### DATA RECORDS
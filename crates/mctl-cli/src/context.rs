//! Shared command context, error types, and document file helpers.

use std::fmt::{self, Display, Formatter};
use std::path::Path;

use anyhow::{Context, anyhow};
use mctl_config::{FileProjectStore, Notice};
use serde::Serialize;
use serde::de::DeserializeOwned;

use crate::cli::OutputFormat;

/// CLI-level error type to distinguish validation from operational failures.
#[derive(Debug)]
pub(crate) enum CliError {
    Validation(String),
    Failure(anyhow::Error),
}

/// Convenience alias for functions returning a `CliError`.
pub(crate) type CliResult<T> = Result<T, CliError>;

impl CliError {
    pub(crate) fn validation(message: impl Into<String>) -> Self {
        Self::Validation(message.into())
    }

    pub(crate) fn failure(error: impl Into<anyhow::Error>) -> Self {
        Self::Failure(error.into())
    }

    /// Validation error listing every notice on its own line.
    pub(crate) fn rejected(notices: &[Notice]) -> Self {
        let lines: Vec<String> = notices.iter().map(ToString::to_string).collect();
        Self::Validation(lines.join("\n"))
    }

    pub(crate) const fn exit_code(&self) -> i32 {
        match self {
            Self::Validation(_) => 2,
            Self::Failure(_) => 3,
        }
    }

    pub(crate) fn display_message(&self) -> String {
        match self {
            Self::Validation(message) => message.clone(),
            Self::Failure(error) => format!("{error:#}"),
        }
    }
}

impl Display for CliError {
    fn fmt(&self, formatter: &mut Formatter<'_>) -> fmt::Result {
        formatter.write_str("cli error")
    }
}

impl std::error::Error for CliError {}

/// Application context passed to command handlers.
#[derive(Debug, Clone)]
pub(crate) struct AppContext {
    pub(crate) store: FileProjectStore,
    pub(crate) output: OutputFormat,
}

pub(crate) fn read_document<T: DeserializeOwned>(path: &Path) -> CliResult<T> {
    let payload = std::fs::read_to_string(path)
        .with_context(|| format!("failed to read {}", path.display()))
        .map_err(CliError::failure)?;
    serde_json::from_str(&payload).map_err(|err| {
        CliError::failure(anyhow!(
            "{} is not a valid configuration document: {err}",
            path.display()
        ))
    })
}

pub(crate) fn write_document<T: Serialize>(path: &Path, value: &T) -> CliResult<()> {
    let text = to_pretty_json(value)?;
    std::fs::write(path, format!("{text}\n"))
        .with_context(|| format!("failed to write {}", path.display()))
        .map_err(CliError::failure)
}

pub(crate) fn to_pretty_json<T: Serialize>(value: &T) -> CliResult<String> {
    serde_json::to_string_pretty(value)
        .map_err(|err| CliError::failure(anyhow!("failed to format JSON: {err}")))
}
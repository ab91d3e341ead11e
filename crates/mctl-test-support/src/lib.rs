#![forbid(unsafe_code)]
#![deny(
    warnings,
    dead_code,
    unused,
    unused_imports,
    unused_must_use,
    unreachable_pub,
    clippy::all,
    clippy::pedantic,
    clippy::nursery,
    rustdoc::broken_intra_doc_links,
    rustdoc::bare_urls,
    missing_docs
)]

//! Shared test helpers used across integration suites.
//! Layout: fixtures.rs (sample project documents), mocks.rs (in-memory project store).

pub mod fixtures;
pub mod mocks;
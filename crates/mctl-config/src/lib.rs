#![forbid(unsafe_code)]
#![deny(
    warnings,
    dead_code,
    unused,
    unused_imports,
    unused_must_use,
    unreachable_pub,
    clippy::all,
    clippy::pedantic,
    clippy::nursery,
    rustdoc::broken_intra_doc_links,
    rustdoc::bare_urls,
    missing_docs
)]

//! Project configuration model and the transform between its persisted
//! (structured) and editable (textual) forms.
//!
//! Layout: `model.rs` (typed documents, rule sites, transform results),
//! `transform.rs` (structured <-> textual conversion), `report.rs`
//! (user-facing notices), `defaults.rs` (new project template),
//! `validate.rs` (metadata checks), `service.rs` (`ProjectStore`, save
//! orchestration, `ProjectEditor`).

pub mod defaults;
pub mod error;
pub mod model;
pub mod report;
pub mod service;
pub mod transform;
pub mod validate;

pub use defaults::{DatabaseKind, new_project, new_project_with_id, project_id_from_name};
pub use error::{ConfigError, ConfigResult};
pub use model::{
    CrudDatabase, EditableConfig, FileStoreModule, FunctionsModule, Modules, ProjectConfig,
    RuleSite, StaticConfig, StaticModule, StaticTransformResult, StructuredConfig,
    TransformErrors, TransformResult,
};
pub use report::{Notice, NoticeCategory, notices};
pub use service::{
    FileProjectStore, ProjectEditor, ProjectStore, SaveOutcome, create_project, save_project,
    save_static,
};
pub use transform::{
    parse_rule, print_rule, rule_sites, static_to_editable, static_to_structured, to_editable,
    to_structured,
};
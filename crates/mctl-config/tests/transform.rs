use mctl_config::{
    DatabaseKind, RuleSite, StructuredConfig, new_project_with_id, parse_rule, rule_sites,
    to_editable, to_structured,
};
use mctl_test_support::fixtures::{editable_project, sample_project, sample_project_json};
use serde_json::json;

#[test]
fn structured_config_round_trips_through_editable_form() {
    let project = sample_project();
    let result = to_structured(&to_editable(&project));
    assert!(result.acknowledged);
    assert!(result.errors.is_empty());
    assert_eq!(result.config, project);
    assert_eq!(
        serde_json::to_value(&result.config).expect("serialize"),
        sample_project_json()
    );
}

#[test]
fn every_printed_rule_parses_back_to_its_source() {
    let project = sample_project();
    let editable = to_editable(&project);
    let sites = rule_sites(&project);
    assert_eq!(sites.len(), 9);
    for site in sites {
        let original = project.rule(&site).expect("structured rule");
        let text = editable.rule(&site).expect("editable rule");
        assert_eq!(&parse_rule(text).expect("printed rule parses"), original);
    }
}

#[test]
fn to_editable_leaves_input_untouched() {
    let project = sample_project();
    let before = project.clone();
    let _ = to_editable(&project);
    assert_eq!(project, before);
}

#[test]
fn single_bad_collection_is_isolated() {
    let config = editable_project(
        &[("Users", "{ \"rules\": "), ("Posts", "{\"rules\":{}}")],
        &[("svcA", "{}")],
        &["{}"],
        &["{\"prefix\":\"/\"}"],
    );
    let result = to_structured(&config);
    assert!(!result.acknowledged);
    assert_eq!(result.errors.crud.len(), 1);
    assert_eq!(result.errors.crud["mongo"], vec!["Users".to_string()]);
    assert!(result.errors.functions.is_empty());
    assert!(result.errors.file_store.is_empty());
    assert!(result.errors.static_routes.is_empty());

    let posts = RuleSite::Collection {
        db: "mongo".into(),
        name: "Posts".into(),
    };
    assert_eq!(result.config.rule(&posts), Some(&json!({ "rules": {} })));
    assert_eq!(
        result.config.rule(&RuleSite::Service {
            name: "svcA".into()
        }),
        Some(&json!({}))
    );
    assert_eq!(
        result.config.rule(&RuleSite::StaticRoute { index: 0 }),
        Some(&json!({ "prefix": "/" }))
    );
}

#[test]
fn all_failures_are_reported_in_one_pass() {
    let config = editable_project(
        &[("Users", "nope")],
        &[("svcA", "{ broken")],
        &["{}", "[1, 2"],
        &["{}"],
    );
    let result = to_structured(&config);
    assert!(!result.acknowledged);
    assert_eq!(result.errors.crud["mongo"], vec!["Users".to_string()]);
    assert_eq!(result.errors.functions, vec!["svcA".to_string()]);
    assert_eq!(result.errors.file_store, vec!["Rule 2".to_string()]);
    assert!(result.errors.static_routes.is_empty());
    assert_eq!(result.errors.len(), 3);
}

#[test]
fn sequence_indices_survive_partial_failure() {
    let config = editable_project(&[], &[], &["{}", "not json", "{\"a\":1}"], &[]);
    let result = to_structured(&config);
    assert_eq!(result.errors.file_store, vec!["Rule 2".to_string()]);
    let rules = result
        .config
        .modules
        .and_then(|m| m.file_store)
        .and_then(|f| f.rules)
        .expect("file rules");
    assert_eq!(rules.len(), 3);
    assert_eq!(rules[0], json!({}));
    assert_eq!(rules[2], json!({ "a": 1 }));
}

#[test]
fn bad_static_routes_are_labelled_by_position() {
    let config = editable_project(&[], &[], &[], &["{}", "{}", "{"]);
    let result = to_structured(&config);
    assert_eq!(result.errors.static_routes, vec!["Rule 3".to_string()]);
    assert!(result.errors.functions.is_empty());
}

#[test]
fn absent_static_module_is_never_added() {
    let mut document = sample_project_json();
    document["modules"]
        .as_object_mut()
        .expect("modules object")
        .remove("static");
    let project: StructuredConfig = serde_json::from_value(document.clone()).expect("parse");

    let editable = to_editable(&project);
    let modules = editable.modules.as_ref().expect("modules");
    assert!(modules.static_routes.is_none());

    let result = to_structured(&editable);
    assert!(result.acknowledged);
    assert!(result.errors.static_routes.is_empty());
    let value = serde_json::to_value(&result.config).expect("serialize");
    assert!(value["modules"].get("static").is_none());
    assert_eq!(value, document);
}

#[test]
fn empty_collections_stay_empty() {
    let document = json!({
        "id": "p",
        "name": "P",
        "secret": "s",
        "modules": { "crud": { "mongo": { "enabled": true, "conn": "c", "collections": {} } } }
    });
    let project: StructuredConfig = serde_json::from_value(document.clone()).expect("parse");
    let editable = to_editable(&project);
    let value = serde_json::to_value(&editable).expect("serialize editable");
    assert_eq!(value["modules"]["crud"]["mongo"]["collections"], json!({}));

    let result = to_structured(&editable);
    assert!(result.acknowledged);
    assert!(result.errors.crud.is_empty());
    assert_eq!(serde_json::to_value(&result.config).expect("serialize"), document);
}

#[test]
fn sparse_documents_round_trip_without_added_keys() {
    let document = json!({
        "id": "p",
        "modules": {
            "crud": { "mongo": { "collections": { "users": { "rule": "allow" } } } },
            "functions": { "services": { "svc": { "rule": "allow" } } },
            "fileStore": { "rules": [] },
            "static": { "routes": [{ "prefix": "/" }] }
        }
    });
    let project: StructuredConfig = serde_json::from_value(document.clone()).expect("parse");
    let editable = to_editable(&project);
    let editable_value = serde_json::to_value(&editable).expect("serialize editable");
    assert!(editable_value.get("name").is_none());
    assert!(editable_value.get("secret").is_none());
    assert!(editable_value["modules"]["fileStore"].get("storeType").is_none());

    let result = to_structured(&editable);
    assert!(result.acknowledged);
    assert_eq!(serde_json::to_value(&result.config).expect("serialize"), document);
}

#[test]
fn modules_without_crud_round_trip() {
    let document = json!({
        "id": "p",
        "name": "P",
        "modules": {
            "functions": { "enabled": true, "services": { "svc": { "rule": "allow" } } },
            "auth": {}
        }
    });
    let project: StructuredConfig = serde_json::from_value(document.clone()).expect("parse");
    assert_eq!(rule_sites(&project), vec![RuleSite::Service { name: "svc".into() }]);

    let editable = to_editable(&project);
    assert!(editable.modules.as_ref().expect("modules").crud.is_none());

    let result = to_structured(&editable);
    assert!(result.acknowledged);
    assert!(result.errors.crud.is_empty());
    let value = serde_json::to_value(&result.config).expect("serialize");
    assert!(value["modules"].get("crud").is_none());
    assert_eq!(value, document);
}

#[test]
fn legacy_function_rules_are_normalised_to_services() {
    let document = json!({
        "id": "p",
        "name": "P",
        "secret": "s",
        "modules": { "functions": { "enabled": true, "broker": "nats", "conn": "n", "rules": { "svc": { "rule": "allow" } } } }
    });
    let project: StructuredConfig = serde_json::from_value(document).expect("parse");
    let result = to_structured(&to_editable(&project));
    assert!(result.acknowledged);
    let value = serde_json::to_value(&result.config).expect("serialize");
    assert_eq!(
        value["modules"]["functions"]["services"]["svc"],
        json!({ "rule": "allow" })
    );
    assert!(value["modules"]["functions"].get("rules").is_none());
}

#[test]
fn default_projects_round_trip() {
    for kind in [DatabaseKind::Mongo, DatabaseKind::Postgres, DatabaseKind::MySql] {
        let project = new_project_with_id("Todo App", "todo-app", kind);
        let result = to_structured(&to_editable(&project));
        assert!(result.acknowledged);
        assert_eq!(result.config, project);
    }
}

### REQUIRED ACTION
Please show all lines from the entries that contain the word "validate".

### WRITTEN ANSWER
//! `validate.rs` (metadata checks), `service.rs` (`ProjectStore`, save
pub mod validate;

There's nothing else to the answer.